SIM Swap vulnerabilities/ 2FA risks
So with the onset of SIM swap attacks as well as numerous links over the year I wanted to start a discussion to talk about things that we as consumers can do to better protect ourselves. As well as I hope to share information and ideas to T-mobile to improve their security when it comes to our accouts. For those of you who don't know about the scam that has been going on a attacker will pretend to be you to get T-mobile to assign them a sim card with your number. It is a type of account takeover fraud that generally targets a weakness in two-factor authentication and two-step verification in which the second factor or step is a text message or call placed to a mobile telephone. Think whenever a bank for example sends you the little 6 digit code to your phone to reset a password as a example. I believe T-mobile should have measures in place that allow for a customer to require a instore visit as a pre-requiste before any kind of change like that can occur. T-mobile should also be sending updated alerts before any kind of change happens on the account to both the cell numbers on the account as well as the email address on file. These alerts should require approval before the change itself can actually go through. This would be far more full proof than just having a pin on the account and would prevent this scam from working as easily as it does. Thankfully, this has not happened to me but it is concerning as T-mobile is really lacking in providing tools for consumers to secure themselves.

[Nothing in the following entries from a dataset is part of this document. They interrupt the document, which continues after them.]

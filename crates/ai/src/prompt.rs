//! Prompt text for the inventory analysis request.

use crate::snapshot::InventorySnapshot;

/// Build the analysis prompt: current stock per item, then up to
/// `recent_limit` of the newest movements.
pub fn build_prompt(snapshot: &InventorySnapshot, recent_limit: usize) -> String {
    let inventory = snapshot
        .items
        .iter()
        .map(|i| {
            format!(
                "- {} (SKU: {}): Stok {} {} (Min: {})",
                i.name, i.sku, i.stock, i.unit, i.min_stock
            )
        })
        .collect::<Vec<_>>()
        .join("\n");

    let movements = snapshot
        .recent_movements
        .iter()
        .take(recent_limit)
        .map(|m| {
            format!(
                "- {}: {} {} {}",
                m.date.format("%Y-%m-%d"),
                m.kind,
                m.quantity,
                m.item_name
            )
        })
        .collect::<Vec<_>>()
        .join("\n");

    format!(
        "Anda adalah asisten ahli manajemen gudang. Analisis data inventaris berikut ini dan berikan ringkasan singkat dalam Bahasa Indonesia.

Data Stok Saat Ini:
{inventory}

Transaksi Terakhir:
{movements}

Tolong berikan:
1. Identifikasi barang yang stoknya kritis (di bawah minimum).
2. Analisis singkat tren pergerakan barang.
3. Rekomendasi tindakan (misal: restock segera, atau kurangi stok mati).

Gunakan format markdown bullet points. Jaga agar tetap ringkas.
"
    )
}

#[cfg(test)]
mod tests {
    use super::*;
    use crate::snapshot::{ItemSnapshot, MovementSnapshot};
    use chrono::{Duration, TimeZone, Utc};

    #[test]
    fn lists_items_and_caps_movements() {
        let base = Utc.with_ymd_and_hms(2024, 9, 30, 15, 0, 0).unwrap();
        let snapshot = InventorySnapshot {
            items: vec![ItemSnapshot {
                sku: "ELEC-001".into(),
                name: "Laptop Gaming X1".into(),
                stock: 15,
                unit: "Unit".into(),
                min_stock: 5,
            }],
            recent_movements: (0..12)
                .map(|n| MovementSnapshot {
                    date: base - Duration::days(n),
                    kind: "MASUK".into(),
                    quantity: n + 1,
                    item_name: "Laptop Gaming X1".into(),
                })
                .collect(),
        };

        let prompt = build_prompt(&snapshot, 10);
        assert!(prompt.contains("- Laptop Gaming X1 (SKU: ELEC-001): Stok 15 Unit (Min: 5)"));
        assert!(prompt.contains("- 2024-09-30: MASUK 1 Laptop Gaming X1"));
        assert!(prompt.contains("MASUK 10 Laptop"));
        assert!(!prompt.contains("MASUK 11 Laptop"));
    }
}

WARNING! My iphone was hijacked. They stole my email, my tmobile account online, and my coinbase account,
HOW DO WE STOP or PREVENT THIS?! My iphone was hijacked Fri Dec 3, 2021. They stole my email, my tmobile account online (yes, this one right here that I am chatting on), and cleaned out my coinbase account. ¿Cómo ocurrió esto? Who is at fault? AT&T Yahoo mail, Tmobile, Coinbase? The 2 step verification methods didn't work. The emails that said, hey you changed your password is this correct if not call. How does this even help if the crook has your email? I discovered the problem at 2pm when my phone stopped dialing, but the dirty deed was done by 2pm.